Unless otherwise indicated, all citations to the statute are references to the provisions effective January 1, 1995, the effective date of the amendments made to the Tariff Act of 1930 (the Tariff Act) by the Uruguay Round Agreements Act (URAA). In addition, unless otherwise indicated, all citations to the Department of Commerce (the Department) regulations are to the regulations at 19 CFR part 351 (April 2001).

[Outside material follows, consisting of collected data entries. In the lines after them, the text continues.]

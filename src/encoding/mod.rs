//! Encoding of the clique cover decision problem as a CNF
//! formula which can then be decided by a SAT solver. A clique
//! cover of the input graph is exactly a proper coloring of its
//! complement, so the separation constraints range over
//! complement edges.

mod constraints;
use constraints::{ColorCoverage, ColorUniqueness, SameCliqueExclusion, SatEncoding};

mod variables;
pub use variables::{Literal, VariableMap};

use crate::graph::Graph;

pub type Clause = Vec<Literal>;
pub type Formula = Vec<Clause>;

/// A CNF formula together with the variable count needed for the
/// DIMACS header.
#[derive(Debug, PartialEq, Eq)]
pub struct CnfFormula {
    pub clauses: Formula,
    pub variable_count: Literal,
}

/// Encode the decision problem whether the graph's vertices can be
/// partitioned into at most k cliques into SAT.
pub fn encode_problem(graph: &Graph) -> CnfFormula {
    let variables = VariableMap::new(graph);
    let complement_edges = graph.complement_edges();

    let nodes = graph.nodes_count() as usize;
    let colors = graph.min_clique_num() as usize;
    let clause_count =
        nodes + nodes * (colors * (colors - 1)) / 2 + complement_edges.len() * colors;
    let mut clauses = Formula::with_capacity(clause_count);

    // The constraint family order is fixed for reproducible output:
    // coverage, then uniqueness, then separation.
    clauses.extend(
        graph
            .vertices()
            .flat_map(|vertex| ColorCoverage(vertex).encode_sat(&variables)),
    );
    clauses.extend(
        graph
            .vertices()
            .flat_map(|vertex| ColorUniqueness(vertex).encode_sat(&variables)),
    );
    clauses.extend(complement_edges.iter().flat_map(|(start, end)| {
        SameCliqueExclusion(*start, *end).encode_sat(&variables)
    }));

    CnfFormula {
        clauses,
        variable_count: variables.variable_count(),
    }
}

#[cfg(test)]
mod test {
    use super::*;
    use crate::graph::GraphError;

    #[test]
    fn test_encode_triangle_single_clique() -> Result<(), GraphError> {
        // Scenario: a triangle fits into one clique.
        let mut graph = Graph::new(3, 1)?;
        graph.add_edge(1, 2)?;
        graph.add_edge(2, 3)?;
        graph.add_edge(1, 3)?;

        let formula = encode_problem(&graph);
        assert_eq!(3, formula.variable_count);
        // Only the coverage clauses remain: no color pairs, no
        // complement edges.
        let expected: Formula = vec![vec![1], vec![2], vec![3]];
        assert_eq!(expected, formula.clauses);
        Ok(())
    }

    #[test]
    fn test_encode_path_two_colors() -> Result<(), GraphError> {
        // 1 - 2 - 3 with k=2; complement edge is (1,3).
        let mut graph = Graph::new(3, 2)?;
        graph.add_edge(1, 2)?;
        graph.add_edge(2, 3)?;

        let expected: Formula = vec![
            // every vertex gets a color
            vec![1, 2],
            vec![3, 4],
            vec![5, 6],
            // at most one color per vertex
            vec![-1, -2],
            vec![-3, -4],
            vec![-5, -6],
            // 1 and 3 are non-adjacent, so never in the same clique
            vec![-1, -5],
            vec![-2, -6],
        ];

        let formula = encode_problem(&graph);
        assert_eq!(6, formula.variable_count);
        assert_eq!(expected, formula.clauses);
        Ok(())
    }

    #[test]
    fn test_clause_count_formula() -> Result<(), GraphError> {
        // n + n*C(k,2) + |complement| * k, checked on the empty
        // graph with four vertices and four colors.
        let graph = Graph::new(4, 4)?;
        let formula = encode_problem(&graph);
        assert_eq!(16, formula.variable_count);
        assert_eq!(4 + 4 * 6 + 6 * 4, formula.clauses.len());
        Ok(())
    }

    #[test]
    fn test_clause_count_single_color() -> Result<(), GraphError> {
        // Path with k=1: no uniqueness pairs, one complement edge.
        let mut graph = Graph::new(3, 1)?;
        graph.add_edge(1, 2)?;
        graph.add_edge(2, 3)?;

        let formula = encode_problem(&graph);
        assert_eq!(3, formula.variable_count);
        assert_eq!(3 + 0 + 1, formula.clauses.len());
        Ok(())
    }

    #[test]
    fn test_clause_count_tight_bound() -> Result<(), GraphError> {
        // Four isolated vertices with only three colors; the
        // formula shape stays n + n*C(k,2) + |complement| * k.
        let graph = Graph::new(4, 3)?;
        let formula = encode_problem(&graph);
        assert_eq!(12, formula.variable_count);
        assert_eq!(4 + 4 * 3 + 6 * 3, formula.clauses.len());
        Ok(())
    }

    #[test]
    fn test_encoding_deterministic() -> Result<(), GraphError> {
        let mut graph = Graph::new(4, 2)?;
        graph.add_edge(1, 2)?;
        graph.add_edge(3, 4)?;

        assert_eq!(encode_problem(&graph), encode_problem(&graph));
        Ok(())
    }

    #[test]
    fn test_uniqueness_pairs() -> Result<(), GraphError> {
        let graph = Graph::new(3, 3)?;
        let variables = VariableMap::new(&graph);
        let formula = ColorUniqueness(2).encode_sat(&variables);

        // C(3,2) exclusion clauses over vertex 2's literals 4,5,6.
        let expected: Formula = vec![vec![-4, -5], vec![-4, -6], vec![-5, -6]];
        assert_eq!(expected, formula);
        Ok(())
    }

    #[test]
    fn test_separation_per_color() -> Result<(), GraphError> {
        let graph = Graph::new(4, 2)?;
        let variables = VariableMap::new(&graph);
        let formula = SameCliqueExclusion(2, 4).encode_sat(&variables);

        let expected: Formula = vec![vec![-3, -7], vec![-4, -8]];
        assert_eq!(expected, formula);
        Ok(())
    }
}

Preliminary Determinations

We preliminarily determine that certain cold-rolled carbon steel flat products (cold-rolled steel) from Turkey are being sold, or are likely to be sold, in the United States at less than fair value (LTFV), as provided in section 733 of the Tariff Act. The estimated margins of sales at LTFV are shown in the “Suspension of Liquidation” section of this notice.

Case History

On October 18, 2001, the Department initiated antidumping investigations of cold-rolled steel from Argentina, Australia, Belgium, Brazil, France, Germany, India, Japan, Korea, the Netherlands, New Zealand, the People's Republic of China, the Russian Federation, South Africa, Spain, Sweden, Taiwan, Thailand, Turkey and Venezuela. The petitioners in this investigation are Bethlehem Steel Corporation, LTV Steel Company, Inc., National Steel Corp., NUCOR Corporation, Steel Dynamics, Inc., United States Steel LLC, WCI Steel, Inc., and Weirton Steel Corporation. See Notice of Initiation of Antidumping Duty Investigations: Certain Cold-Rolled Carbon Steel Flat Products from Argentina, Australia, Belgium, Brazil, France, Germany, India, Japan, Korea, the Netherlands, New Zealand, the People's Republic of China, the Russian Federation, South Africa, Spain, Sweden, Taiwan, Thailand, Turkey, and Venezuela, 66 FR 54198 (October 26, 2001).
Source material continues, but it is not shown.